# Shortnsweet's Betta Adventures!



## Shortnsweet (Sep 16, 2015)

So, after deciding to come back to bettakeeping, I figured I might as well start a journal so I can share my experiences with you all! I have had bettas in the past but this time, I feel I've got more experience with bettas and smaller tanks under my belt and am excited to create the planted tank of my dreams!

I decided to splurge when I had a good sale opportunity and picked up the newer version of the Fluval Spec V 5 gallon tank. I've always dreamed of owning a Spec III or V, and seeing as how the newer models have improved lighting, I went for it. I like the sleek lines of the tank and the length of it, and I feel a betta will appreciate the length too! I got it out of the box yesterday and WOW it is bigger than I expected and I am so excited! I'm definitely glad I opted for a 5 gallon rather than a 10, due to limited space.

Here's my tank!








Yesterday, I stopped by my local petco. I picked up water testing supplies, seachem prime, some black gravel, some cheap fish food for cycling purposes (I've heard of the method of using fish food and figured I might try this), and I dug through the driftwood and picked out what I thought was the coolest piece they had! I've never used real wood in my tank before but have looked up the boiling process and soaking so I'll be starting the boiling later today. I was impressed with the betta selection they had at my location and was SO tempted to take one home but knew I wanted to prepare more prior, as I'm also considering swinging by a LFS to see what their betta selection is like. I was also impressed to see my petco had these neat rocks with plants attached to them being sold near the bettas in the plastic cups, as I'd never seen pre-attached plants in a store before!
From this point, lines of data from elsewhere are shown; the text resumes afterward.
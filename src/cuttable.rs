//! Loading of cut definitions and of their run-dependent bounds
//!
//! Two files are involved. The cut-definition file lists, for every named
//! cut, an ordered set of expression templates:
//!
//! ```text
//! # Comments and blank lines are ignored
//! hms_accept = H_gtr_dp > hms_dp.low && H_gtr_dp < hms_dp.high
//! hms_accept = H_cal_etottracknorm > 0.7
//! coin_epi_cut_all_noRF = @hms_accept
//! coin_epi_cut_all_noRF = P_hgcer_npeSum > 1.5
//! ```
//!
//! Repeating a name appends a template to the cut, and `@name` pulls in all
//! the templates of a cut that was defined earlier in the file.
//!
//! The bounds table is a CSV file with columns `run_start`, `run_end`,
//! `symbol`, `low` and `high`, where each row provides the window of one bound
//! symbol for an inclusive range of run numbers.

use crate::{cutexpr, error::CutError, numeric::Float, Result};

use eyre::WrapErr;
use serde::Deserialize;

use std::{
    collections::BTreeMap,
    fs::File,
    io::{BufReader, Read},
    path::{Path, PathBuf},
};

/// Numerical (low, high) window of a cut
#[derive(Clone, Copy, Debug, PartialEq)]
pub struct BoundPair {
    /// Lower end of the window
    pub low: Float,

    /// Upper end of the window
    pub high: Float,
}

/// Cut templates, as read from a cut-definition file
#[derive(Debug)]
pub struct CutDefinitions {
    /// Where the definitions come from (for error reporting)
    path: PathBuf,

    /// Ordered templates of each cut
    cuts: BTreeMap<String, Vec<String>>,
}
//
impl CutDefinitions {
    /// Load cut definitions from a file
    pub fn load(path: &Path) -> Result<Self> {
        let text = std::fs::read_to_string(path)
            .wrap_err_with(|| format!("Failed to read cut definitions from {}", path.display()))?;
        Ok(Self::parse(&text, path)?)
    }

    /// Parse the contents of a cut-definition file
    pub fn parse(text: &str, path: &Path) -> std::result::Result<Self, CutError> {
        let mut cuts: BTreeMap<String, Vec<String>> = BTreeMap::new();
        for line in text.lines() {
            let line = line.split('#').next().unwrap_or("").trim();
            if line.is_empty() {
                continue;
            }

            // The first '=' separates the cut name from its definition, the
            // following ones belong to comparison operators.
            let syntax_error = |message: &str| CutError::Syntax {
                expression: line.to_owned(),
                message: message.to_owned(),
            };
            let (name, body) = line
                .split_once('=')
                .ok_or_else(|| syntax_error("expected `cut_name = expression`"))?;
            let (name, body) = (name.trim(), body.trim());
            if name.is_empty() || !name.chars().all(|c| c.is_ascii_alphanumeric() || c == '_') {
                return Err(syntax_error("invalid cut name"));
            }
            if body.is_empty() {
                return Err(syntax_error("empty cut definition"));
            }

            let templates = if let Some(included) = body.strip_prefix('@') {
                let included = included.trim();
                cuts.get(included)
                    .cloned()
                    .ok_or_else(|| CutError::UnknownCut {
                        cut: included.to_owned(),
                        path: path.to_owned(),
                    })?
            } else {
                vec![body.to_owned()]
            };
            cuts.entry(name.to_owned()).or_default().extend(templates);
        }
        Ok(Self {
            path: path.to_owned(),
            cuts,
        })
    }

    /// Ordered templates of a cut
    pub fn templates(&self, cut: &str) -> std::result::Result<&[String], CutError> {
        self.cuts
            .get(cut)
            .map(Vec::as_slice)
            .ok_or_else(|| CutError::UnknownCut {
                cut: cut.to_owned(),
                path: self.path.clone(),
            })
    }
}

/// Row of the bounds table
#[derive(Debug, Deserialize)]
struct BoundRow {
    run_start: u32,
    run_end: u32,
    symbol: String,
    low: Float,
    high: Float,
}

/// Bounds of all symbols, for one run
#[derive(Debug)]
pub struct RunBounds {
    bounds: BTreeMap<String, BoundPair>,
}
//
impl RunBounds {
    /// Load the bounds applicable to a run from a bounds table file
    pub fn load(path: &Path, run: u32) -> Result<Self> {
        let file = File::open(path)
            .wrap_err_with(|| format!("Failed to open the bounds table {}", path.display()))?;
        Self::from_reader(BufReader::new(file), path, run)
    }

    /// Load the bounds applicable to a run from any CSV source
    pub fn from_reader(reader: impl Read, path: &Path, run: u32) -> Result<Self> {
        let mut csv_reader = csv::ReaderBuilder::new()
            .trim(csv::Trim::All)
            .comment(Some(b'#'))
            .from_reader(reader);
        let mut matched_rows = 0;
        let mut bounds = BTreeMap::new();
        for (line, row) in csv_reader.deserialize::<BoundRow>().enumerate() {
            let row = row.wrap_err_with(|| {
                format!("Bad row {} in bounds table {}", line + 1, path.display())
            })?;
            if !(row.run_start..=row.run_end).contains(&run) {
                continue;
            }
            matched_rows += 1;
            if !(row.low.is_finite() && row.high.is_finite()) {
                return Err(CutError::Syntax {
                    expression: format!("{} bounds for run {}", row.symbol, run),
                    message: "bounds must be finite numbers".to_owned(),
                }
                .into());
            }
            if bounds.contains_key(&row.symbol) {
                log::warn!(
                    "Bound {} is defined more than once for run {}, keeping the first definition",
                    row.symbol,
                    run
                );
                continue;
            }
            log::debug!("{} = [{}, {}]", row.symbol, row.low, row.high);
            bounds.insert(
                row.symbol,
                BoundPair {
                    low: row.low,
                    high: row.high,
                },
            );
        }
        if matched_rows == 0 {
            return Err(CutError::ConfigNotFound {
                run,
                path: path.to_owned(),
            }
            .into());
        }
        Ok(Self { bounds })
    }

    /// Bounds of a symbol
    pub fn get(&self, symbol: &str) -> Option<BoundPair> {
        self.bounds.get(symbol).copied()
    }
}

/// A cut whose bounds have been resolved for a given run
#[derive(Clone, Debug)]
pub struct ResolvedCut {
    /// Name of the cut
    pub name: String,

    /// Ordered expression templates
    pub templates: Vec<String>,

    /// Every bound referenced by the templates
    pub bounds: BTreeMap<String, BoundPair>,
}
//
impl ResolvedCut {
    /// Bounds of a referenced symbol
    pub fn bound(&self, symbol: &str) -> Option<BoundPair> {
        self.bounds.get(symbol).copied()
    }
}

/// Resolved cuts for one run
#[derive(Debug)]
pub struct CutTable {
    cuts: Vec<ResolvedCut>,
}
//
impl CutTable {
    /// Load and resolve a set of cuts for a given run
    pub fn load(cut_names: &[&str], defs_path: &Path, bounds_path: &Path, run: u32) -> Result<Self> {
        let definitions = CutDefinitions::load(defs_path)?;
        let bounds = RunBounds::load(bounds_path, run)?;
        Ok(Self::resolve(cut_names, &definitions, &bounds)?)
    }

    /// Resolve the bounds of a set of cuts
    pub fn resolve(
        cut_names: &[&str],
        definitions: &CutDefinitions,
        bounds: &RunBounds,
    ) -> std::result::Result<Self, CutError> {
        let mut cuts = Vec::with_capacity(cut_names.len());
        for &name in cut_names {
            let templates = definitions.templates(name)?.to_vec();
            let mut cut_bounds = BTreeMap::new();
            for template in &templates {
                for bound_ref in cutexpr::bound_refs(template)? {
                    let pair = bounds.get(&bound_ref.symbol).ok_or_else(|| {
                        CutError::MissingBound {
                            cut: name.to_owned(),
                            symbol: bound_ref.symbol.clone(),
                        }
                    })?;
                    cut_bounds.insert(bound_ref.symbol, pair);
                }
            }
            cuts.push(ResolvedCut {
                name: name.to_owned(),
                templates,
                bounds: cut_bounds,
            });
        }
        Ok(Self { cuts })
    }

    /// Iterate over the resolved cuts, in the order they were requested
    pub fn iter(&self) -> impl Iterator<Item = &ResolvedCut> {
        self.cuts.iter()
    }
}

#[cfg(test)]
mod tests {
    use super::*;

    const DEFINITIONS: &str = "
        # General acceptance
        hms_accept = H_gtr_dp > hms_dp.low && H_gtr_dp < hms_dp.high
        hms_accept = H_cal_etottracknorm >= 0.7   # PID

        prompt = @hms_accept
        prompt = rf.low < P_RF_Dist < rf.high
        bad = x > missing.low
    ";

    const BOUNDS: &str = "\
run_start,run_end,symbol,low,high
1000,1999,hms_dp,-8,8
1000,1999,rf,0.5,1.5
2000,2999,hms_dp,-10,10
1000,1999,rf,0.0,2.0
";

    fn path() -> PathBuf {
        PathBuf::from("coin_prod.cuts")
    }

    #[test]
    fn parse_definitions() {
        let defs = CutDefinitions::parse(DEFINITIONS, &path()).unwrap();
        assert_eq!(
            defs.templates("prompt").unwrap(),
            [
                "H_gtr_dp > hms_dp.low && H_gtr_dp < hms_dp.high",
                "H_cal_etottracknorm >= 0.7",
                "rf.low < P_RF_Dist < rf.high",
            ]
        );
        assert!(matches!(
            defs.templates("nope"),
            Err(CutError::UnknownCut { .. })
        ));
    }

    #[test]
    fn include_must_come_first() {
        let text = "a = @b\nb = x > 1\n";
        assert!(matches!(
            CutDefinitions::parse(text, &path()),
            Err(CutError::UnknownCut { cut, .. }) if cut == "b"
        ));
    }

    #[test]
    fn malformed_definition() {
        for text in ["just some text", "= x > 1", "a b = x > 1", "a ="] {
            assert!(
                matches!(
                    CutDefinitions::parse(text, &path()),
                    Err(CutError::Syntax { .. })
                ),
                "{text}"
            );
        }
    }

    #[test]
    fn bounds_by_run() {
        let bounds = RunBounds::from_reader(BOUNDS.as_bytes(), &path(), 1500).unwrap();
        assert_eq!(bounds.get("hms_dp"), Some(BoundPair { low: -8., high: 8. }));
        // The first matching row wins
        assert_eq!(bounds.get("rf"), Some(BoundPair { low: 0.5, high: 1.5 }));

        let bounds = RunBounds::from_reader(BOUNDS.as_bytes(), &path(), 2999).unwrap();
        assert_eq!(bounds.get("hms_dp"), Some(BoundPair { low: -10., high: 10. }));
        assert_eq!(bounds.get("rf"), None);
    }

    #[test]
    fn run_without_bounds() {
        let err = RunBounds::from_reader(BOUNDS.as_bytes(), &path(), 42).unwrap_err();
        assert!(matches!(
            err.downcast_ref::<CutError>(),
            Some(CutError::ConfigNotFound { run: 42, .. })
        ));
    }

    #[test]
    fn bounds_must_be_finite() {
        let table = "run_start,run_end,symbol,low,high\n1,10,rf,nan,1.5\n11,99,rf,0.5,1.5\n";
        let err = RunBounds::from_reader(table.as_bytes(), &path(), 5).unwrap_err();
        assert!(matches!(err.downcast_ref::<CutError>(), Some(CutError::Syntax { .. })));
        // Rows for other runs are not checked
        let bounds = RunBounds::from_reader(table.as_bytes(), &path(), 50).unwrap();
        assert_eq!(bounds.get("rf"), Some(BoundPair { low: 0.5, high: 1.5 }));
    }

    #[test]
    fn resolve_cuts() {
        let defs = CutDefinitions::parse(DEFINITIONS, &path()).unwrap();
        let bounds = RunBounds::from_reader(BOUNDS.as_bytes(), &path(), 1234).unwrap();
        let table = CutTable::resolve(&["prompt", "hms_accept"], &defs, &bounds).unwrap();
        let prompt = table.iter().find(|cut| cut.name == "prompt").unwrap();
        assert_eq!(prompt.templates.len(), 3);
        assert_eq!(prompt.bounds.len(), 2);
        assert_eq!(table.iter().find(|cut| cut.name == "hms_accept").unwrap().bounds.len(), 1);
        let names: Vec<_> = table.iter().map(|cut| cut.name.as_str()).collect();
        assert_eq!(names, ["prompt", "hms_accept"]);
    }

    #[test]
    fn missing_bound_symbol() {
        let defs = CutDefinitions::parse(DEFINITIONS, &path()).unwrap();
        let bounds = RunBounds::from_reader(BOUNDS.as_bytes(), &path(), 2500).unwrap();
        assert!(matches!(
            CutTable::resolve(&["prompt"], &defs, &bounds),
            Err(CutError::MissingBound { symbol, .. }) if symbol == "rf"
        ));
        assert!(matches!(
            CutTable::resolve(&["bad"], &defs, &bounds),
            Err(CutError::MissingBound { symbol, .. }) if symbol == "missing"
        ));
    }
}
Here's my driftwood piece I picked out. Not sure how I want to angle it, I'm considering eventually trying to attach some plants to it, maybe a java fern. Anyway, that's pretty much all for now! I'm super excited about my tank and can't wait to share more updates!


----------



## Rainbo (Nov 23, 2015)

Nice finds! One word of caution about the wood, make sure to feel around it and sand off any sharp points, or places where it looks like the betta may snag his fins, before using it.


----------



## Shortnsweet (Sep 16, 2015)

Will do! I figured I'd let it soak for a bit first before filing it down since it would be softer and easier to work with. I boiled it for 15 minutes since its a smaller piece and WOW that water was dark! I let it cool and then switched out the water. The piece I got sunk before I even boiled it which I wasn't expecting!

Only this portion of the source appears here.